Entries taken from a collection
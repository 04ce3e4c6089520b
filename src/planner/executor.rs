//! Plan executor.
//!
//! Runs planned actions one at a time through the [`ResourceDispatcher`]
//! and records every outcome in the [`SyncState`].

use std::collections::HashSet;
use std::time::Instant;
use tracing::{error, info, warn};

use crate::error::{ConfigError, FortiSyncError, PlanError, ReconcileError, Result};
use crate::resource::{ResourceDispatcher, ResourceState};
use crate::schema::SchemaRegistry;
use crate::state::{HistoryEntry, ResourceRecord, SyncOperation, SyncState};
use crate::transcode::FieldSelection;

use super::desired::{find_desired, DesiredResource};
use super::plan::{ActionType, PlannedAction, SyncPlan};

const SKIPPED: &str = "Skipped due to dependency failure";

/// Executor for sync plans.
pub struct PlanExecutor<'a> {
    /// Dispatcher used for every call.
    dispatcher: &'a ResourceDispatcher,
    /// Registry for descriptors of recorded resources.
    registry: &'a SchemaRegistry,
    /// Resolved configuration.
    desired: &'a [DesiredResource<'a>],
    /// Whether to continue after a failed action.
    continue_on_error: bool,
}

/// Result of executing a single action.
#[derive(Debug, serde::Serialize)]
pub struct ActionResult {
    /// Action index.
    pub index: usize,
    /// Action that was executed.
    pub action: PlannedAction,
    /// Whether the action succeeded.
    pub success: bool,
    /// Object id after the action.
    #[serde(skip_serializing_if = "Option::is_none")]
    pub id: Option<String>,
    /// Error message (if failed).
    #[serde(skip_serializing_if = "Option::is_none")]
    pub error: Option<String>,
    /// Wall time of the action in milliseconds.
    pub duration_ms: u64,
}

/// Result of executing the entire plan.
#[derive(Debug, Default, serde::Serialize)]
pub struct ExecutionResult {
    /// Individual action results.
    pub results: Vec<ActionResult>,
    /// Number of successful actions.
    pub successful: usize,
    /// Number of failed actions.
    pub failed: usize,
    /// Number of actions skipped after a dependency failed.
    pub skipped: usize,
    /// Whether every action succeeded.
    pub success: bool,
}

impl<'a> PlanExecutor<'a> {
    /// Creates a new plan executor.
    #[must_use]
    pub const fn new(
        dispatcher: &'a ResourceDispatcher,
        registry: &'a SchemaRegistry,
        desired: &'a [DesiredResource<'a>],
    ) -> Self {
        Self {
            dispatcher,
            registry,
            desired,
            continue_on_error: false,
        }
    }

    /// Sets whether to continue on errors.
    #[must_use]
    pub const fn with_continue_on_error(mut self, continue_on_error: bool) -> Self {
        self.continue_on_error = continue_on_error;
        self
    }

    /// Executes a plan, updating `state` after every successful action.
    ///
    /// Failures are reported in the result, not as an error. A history entry
    /// for `operation` is appended at the end.
    pub async fn execute(
        &self,
        plan: &SyncPlan,
        state: &mut SyncState,
        operation: SyncOperation,
    ) -> ExecutionResult {
        info!("Executing sync plan with {} actions", plan.actions.len());

        let mut results = Vec::new();
        let mut failed_indices: HashSet<usize> = HashSet::new();

        for (index, action) in plan.actions.iter().enumerate() {
            if action.dependencies.iter().any(|dep| failed_indices.contains(dep)) {
                warn!("Skipping '{}': a dependency failed", action.resource_name);
                failed_indices.insert(index);
                results.push(ActionResult {
                    index,
                    action: action.clone(),
                    success: false,
                    id: None,
                    error: Some(SKIPPED.to_string()),
                    duration_ms: 0,
                });
                continue;
            }

            let started = Instant::now();
            let outcome = self.execute_action(action, state).await;
            let duration_ms = u64::try_from(started.elapsed().as_millis()).unwrap_or(u64::MAX);

            let result = match outcome {
                Ok(id) => {
                    info!("{} done", action.description());
                    ActionResult {
                        index,
                        action: action.clone(),
                        success: true,
                        id,
                        error: None,
                        duration_ms,
                    }
                }
                Err(e) => {
                    error!("{} failed: {e}", action.description());
                    failed_indices.insert(index);
                    ActionResult {
                        index,
                        action: action.clone(),
                        success: false,
                        id: None,
                        error: Some(e.to_string()),
                        duration_ms,
                    }
                }
            };

            let stop = !result.success && !self.continue_on_error;
            results.push(result);
            if stop {
                break;
            }
        }

        let skipped = results.iter().filter(|r| r.error.as_deref() == Some(SKIPPED)).count();
        let successful = results.iter().filter(|r| r.success).count();
        let failed = results.len() - successful - skipped;
        let success = failed == 0 && skipped == 0 && results.len() == plan.actions.len();

        let resources = plan.actions.iter().map(|a| a.resource_name.clone()).collect();
        if success {
            state.add_history(HistoryEntry::new(operation, &plan.config_hash, resources));
            if operation == SyncOperation::Apply {
                state.config_hash.clone_from(&plan.config_hash);
            }
        } else {
            state.add_history(HistoryEntry::failed(
                operation,
                &plan.config_hash,
                resources,
                &format!("{failed} actions failed, {skipped} skipped"),
            ));
        }

        ExecutionResult {
            results,
            successful,
            failed,
            skipped,
            success,
        }
    }

    /// Executes one action and returns the object id afterwards.
    async fn execute_action(&self, action: &PlannedAction, state: &mut SyncState) -> Result<Option<String>> {
        match action.action_type {
            ActionType::Create => {
                let desired = self.desired_for(action)?;
                let created = self
                    .dispatcher
                    .create(desired.descriptor, &desired.params, &desired.attributes)
                    .await?;
                let created = require_present(action, created, "object not found after create")?;

                let mut record = ResourceRecord::new(
                    desired.name(),
                    &desired.descriptor.name,
                    &created.id,
                    desired.params.clone(),
                );
                record.set_applied(&desired.config.attributes, &desired.hash);
                record.set_observed(desired.descriptor, &created.attributes);
                state.set_resource(record);

                Ok(Some(created.id))
            }
            ActionType::Update | ActionType::Adopt => {
                let desired = self.desired_for(action)?;
                let id = action
                    .id
                    .as_deref()
                    .or(desired.id.as_deref())
                    .ok_or_else(|| missing_id(action))?;
                let selection = FieldSelection::Touched(action.touched.clone());

                let updated = self
                    .dispatcher
                    .update(desired.descriptor, &desired.params, id, &desired.attributes, &selection)
                    .await?;
                let updated = require_present(action, updated, "object disappeared during update")?;

                let mut record = state.get_resource(desired.name()).cloned().unwrap_or_else(|| {
                    ResourceRecord::new(desired.name(), &desired.descriptor.name, &updated.id, desired.params.clone())
                });
                record.set_applied(&desired.config.attributes, &desired.hash);
                record.set_observed(desired.descriptor, &updated.attributes);
                state.set_resource(record);

                Ok(Some(updated.id))
            }
            ActionType::Delete => {
                let descriptor = self.registry.get(&action.resource_type).ok_or_else(|| {
                    ConfigError::UnknownResourceType {
                        name: action.resource_name.clone(),
                        resource_type: action.resource_type.clone(),
                    }
                })?;
                let id = action.id.as_deref().ok_or_else(|| missing_id(action))?;
                let params = action.params.clone().unwrap_or_default();

                self.dispatcher.delete(descriptor, &params, id).await?;
                state.remove_resource(&action.resource_name);

                Ok(None)
            }
        }
    }

    fn desired_for(&self, action: &PlannedAction) -> Result<&'a DesiredResource<'a>> {
        find_desired(self.desired, &action.resource_name).ok_or_else(|| {
            PlanError::MissingResource {
                name: action.resource_name.clone(),
            }
            .into()
        })
    }
}

fn require_present(action: &PlannedAction, state: ResourceState, reason: &str) -> Result<ResourceState> {
    if state.is_present() {
        Ok(state)
    } else {
        Err(ReconcileError::ResourceReconcileFailed {
            resource_type: action.resource_type.clone(),
            name: action.resource_name.clone(),
            reason: reason.to_string(),
        }
        .into())
    }
}

fn missing_id(action: &PlannedAction) -> FortiSyncError {
    ReconcileError::ResourceReconcileFailed {
        resource_type: action.resource_type.clone(),
        name: action.resource_name.clone(),
        reason: String::from("no object id"),
    }
    .into()
}
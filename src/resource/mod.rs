//! Resource lifecycle.
//!
//! This module provides:
//! - Path parameter resolution and URL construction
//! - The CRUD dispatcher and per-instance lifecycle state

mod dispatcher;
mod path;

pub use dispatcher::{resource_id, ResourceDispatcher, ResourceState};
pub use path::{collection_url, object_url, parse_import_options, resolve_params, ParamMap, PathParams};
/// Delete every managed object.
async fn cmd_destroy(
    config_path: Option<&PathBuf>,
    auto_approve: bool,
    continue_on_error: bool,
    formatter: &OutputFormatter,
) -> Result<bool> {
    let ctx = Context::connect(config_path).await?;
    let result = destroy(&ctx, auto_approve, continue_on_error, formatter).await;
    ctx.close().await;
    result
}

async fn destroy(
    ctx: &Context,
    auto_approve: bool,
    continue_on_error: bool,
    formatter: &OutputFormatter,
) -> Result<bool> {
    let Some(state) = ctx.state_store.load().await? else {
        eprintln!("No state found, nothing to destroy.");
        return Ok(true);
    };
    if state.resources.is_empty() {
        eprintln!("No managed resources to destroy.");
        return Ok(true);
    }

    eprintln!("The following objects will be deleted from {}:", state.endpoint);
    for record in state.resources.values() {
        eprintln!("  - {} {} ({})", record.resource_type, record.name, record.id);
    }

    if !auto_approve && !confirm("\nThis action is IRREVERSIBLE. Type 'destroy' to confirm: ", "destroy")? {
        eprintln!("Destruction cancelled.");
        return Ok(true);
    }

    let result = ctx
        .reconciler()
        .with_continue_on_error(continue_on_error)
        .destroy()
        .await?;
    emit(&formatter.format_reconciliation(&result))?;
    Ok(result.success)
}

/// Schema inspection commands. Works without a configuration file.
fn cmd_schema(config_path: Option<&PathBuf>, command: SchemaCommands, formatter: &OutputFormatter) -> Result<()> {
    let registry = match load_config(config_path) {
        Ok((config, _)) => build_registry(&config)?,
        Err(e) => {
            debug!("No configuration loaded ({e}), using built-in schemas");
            SchemaRegistry::with_builtins()
        }
    };

    match command {
        SchemaCommands::List => emit(&formatter.format_schema_list(&registry)),
        SchemaCommands::Show { resource_type } => {
            let descriptor = registry
                .get(&resource_type)
                .ok_or_else(|| SchemaError::UnknownType { resource_type: resource_type.clone() })?;
            emit(&formatter.format_schema(descriptor))
        }
    }
}

/// State management commands. Nothing is sent to FortiManager.
async fn cmd_state(config_path: Option<&PathBuf>, command: StateCommands, formatter: &OutputFormatter) -> Result<()> {
    let (config, config_file) = load_config(config_path)?;
    let state_store = state_store(&config, &config_file);

    match command {
        StateCommands::Show => {
            if let Some(state) = state_store.load().await? {
                emit(&formatter.format_state(&state))?;
            } else {
                eprintln!("No state found at {}.", state_store.location());
            }
        }
        StateCommands::Lock { holder } => {
            let lock = state_store.acquire_lock(holder.as_deref().unwrap_or(""), "manual").await?;
            emit(&formatter.format_lock(&lock))?;
        }
        StateCommands::Unlock { lock_id, force } => {
            if force {
                match state_store.force_unlock().await? {
                    Some(lock) => eprintln!("State forcefully unlocked (was held by {}).", lock.holder),
                    None => eprintln!("State is not locked."),
                }
            } else if let Some(id) = lock_id {
                state_store.release_lock(&id).await?;
                eprintln!("State unlocked.");
            } else {
                eprintln!("Please provide --lock-id or use --force");
            }
        }
        StateCommands::Rm { name } => {
            let lock = state_store.acquire_lock("", "state rm").await?;
            let result = remove_record(&state_store, &name).await;
            if let Err(e) = state_store.release_lock(&lock.lock_id).await {
                warn!("Failed to release state lock: {e}");
            }
            result?;
            eprintln!("Removed {name} from state. The object on FortiManager was not touched.");
        }
    }

    Ok(())
}

async fn remove_record(state_store: &LocalStateStore, name: &str) -> Result<()> {
    let mut state = state_store
        .load()
        .await?
        .ok_or_else(|| StateError::UnknownResource { name: name.to_string() })?;

    if state.remove_resource(name).is_none() {
        return Err(StateError::UnknownResource { name: name.to_string() }.into());
    }
    let entry = HistoryEntry::new(SyncOperation::Remove, &state.config_hash, vec![name.to_string()]);
    state.add_history(entry);
    state_store.save(&state).await
}

// ============================================================================
// Helper Functions
// ============================================================================

/// Everything a command talking to FortiManager needs.
struct Context {
    config: SyncConfig,
    registry: SchemaRegistry,
    state_store: LocalStateStore,
    client: FortiManagerClient,
    dispatcher: ResourceDispatcher,
}

impl Context {
    /// Loads and validates the configuration, then logs in.
    async fn connect(config_path: Option<&PathBuf>) -> Result<Self> {
        let (config, config_file) = load_config(config_path)?;
        let registry = build_registry(&config)?;

        let validation = ConfigValidator::new(&registry).validate(&config)?;
        for warning in &validation.warnings {
            warn!("{warning}");
        }

        let state_store = state_store(&config, &config_file);
        let timeout = Duration::from_secs(config.provider.timeout_secs);
        let credentials = ConfigParser::credentials()?;
        let client =
            FortiManagerClient::connect(&config.provider.url, timeout, config.provider.insecure, &credentials).await?;

        let options = RequestOptions::default()
            .with_attempts(config.provider.max_attempts)
            .with_timeout(timeout);
        let dispatcher = ResourceDispatcher::new(Arc::new(client.clone()), options);

        Ok(Self {
            config,
            registry,
            state_store,
            client,
            dispatcher,
        })
    }

    fn reconciler(&self) -> Reconciler<'_, LocalStateStore> {
        Reconciler::new(&self.config, &self.registry, &self.state_store, &self.dispatcher)
    }

    /// Ends the FortiManager session.
    async fn close(&self) {
        if let Err(e) = self.client.logout().await {
            warn!("Logout failed: {e}");
        }
    }
}

/// Resolves the configuration file path.
fn resolve_config_path(config_path: Option<&PathBuf>) -> Result<PathBuf> {
    config_path.map_or_else(|| find_config_file("."), |path| Ok(path.clone()))
}

/// Loads `.env` and the configuration file with environment overrides.
fn load_config(config_path: Option<&PathBuf>) -> Result<(SyncConfig, PathBuf)> {
    let config_file = resolve_config_path(config_path)?;
    debug!("Loading configuration from: {}", config_file.display());

    let parser = ConfigParser::new().with_base_path(config_dir(&config_file));
    parser.load_dotenv()?;

    let config = parser.load_with_env(&config_file)?;
    Ok((config, config_file))
}

/// Built-in descriptors plus the configuration's schema files.
fn build_registry(config: &SyncConfig) -> Result<SchemaRegistry> {
    let mut registry = SchemaRegistry::with_builtins();
    for path in &config.schemas {
        let count = registry.load_file(path)?;
        debug!("Loaded {count} resource types from {}", path.display());
    }
    Ok(registry)
}

/// State store for the configuration; relative paths are taken from the
/// configuration file's directory.
fn state_store(config: &SyncConfig, config_file: &Path) -> LocalStateStore {
    let path = if config.state.path.is_relative() {
        config_dir(config_file).join(&config.state.path)
    } else {
        config.state.path.clone()
    };
    LocalStateStore::new(path)
}

fn config_dir(config_file: &Path) -> PathBuf {
    config_file
        .parent()
        .filter(|p| !p.as_os_str().is_empty())
        .map_or_else(|| PathBuf::from("."), Path::to_path_buf)
}

/// Asks for confirmation on stderr and reads the answer from stdin.
fn confirm(prompt: &str, expected: &str) -> Result<bool> {
    eprint!("{prompt}");
    std::io::stderr().flush()?;

    let mut input = String::new();
    std::io::stdin().read_line(&mut input)?;
    Ok(input.trim().eq_ignore_ascii_case(expected))
}

/// Writes command output to stdout.
fn emit(output: &str) -> Result<()> {
    let mut stdout = std::io::stdout().lock();
    stdout.write_all(output.as_bytes())?;
    if !output.ends_with('\n') {
        stdout.write_all(b"\n")?;
    }
    Ok(())
}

▸ Your goal: Among the entries above, find the line with "new plan executor." and the line with "let mut failed_indices: HashSet<usize>"; give again exactly these two lines and all lines between them.

▸ Completed task:
    /// Creates a new plan executor.
    #[must_use]
    pub const fn new(
        dispatcher: &'a ResourceDispatcher,
        registry: &'a SchemaRegistry,
        desired: &'a [DesiredResource<'a>],
    ) -> Self {
        Self {
            dispatcher,
            registry,
            desired,
            continue_on_error: false,
        }
    }

    /// Sets whether to continue on errors.
    #[must_use]
    pub const fn with_continue_on_error(mut self, continue_on_error: bool) -> Self {
        self.continue_on_error = continue_on_error;
        self
    }

    /// Executes a plan, updating `state` after every successful action.
    ///
    /// Failures are reported in the result, not as an error. A history entry
    /// for `operation` is appended at the end.
    pub async fn execute(
        &self,
        plan: &SyncPlan,
        state: &mut SyncState,
        operation: SyncOperation,
    ) -> ExecutionResult {
        info!("Executing sync plan with {} actions", plan.actions.len());

        let mut results = Vec::new();
        let mut failed_indices: HashSet<usize> = HashSet::new();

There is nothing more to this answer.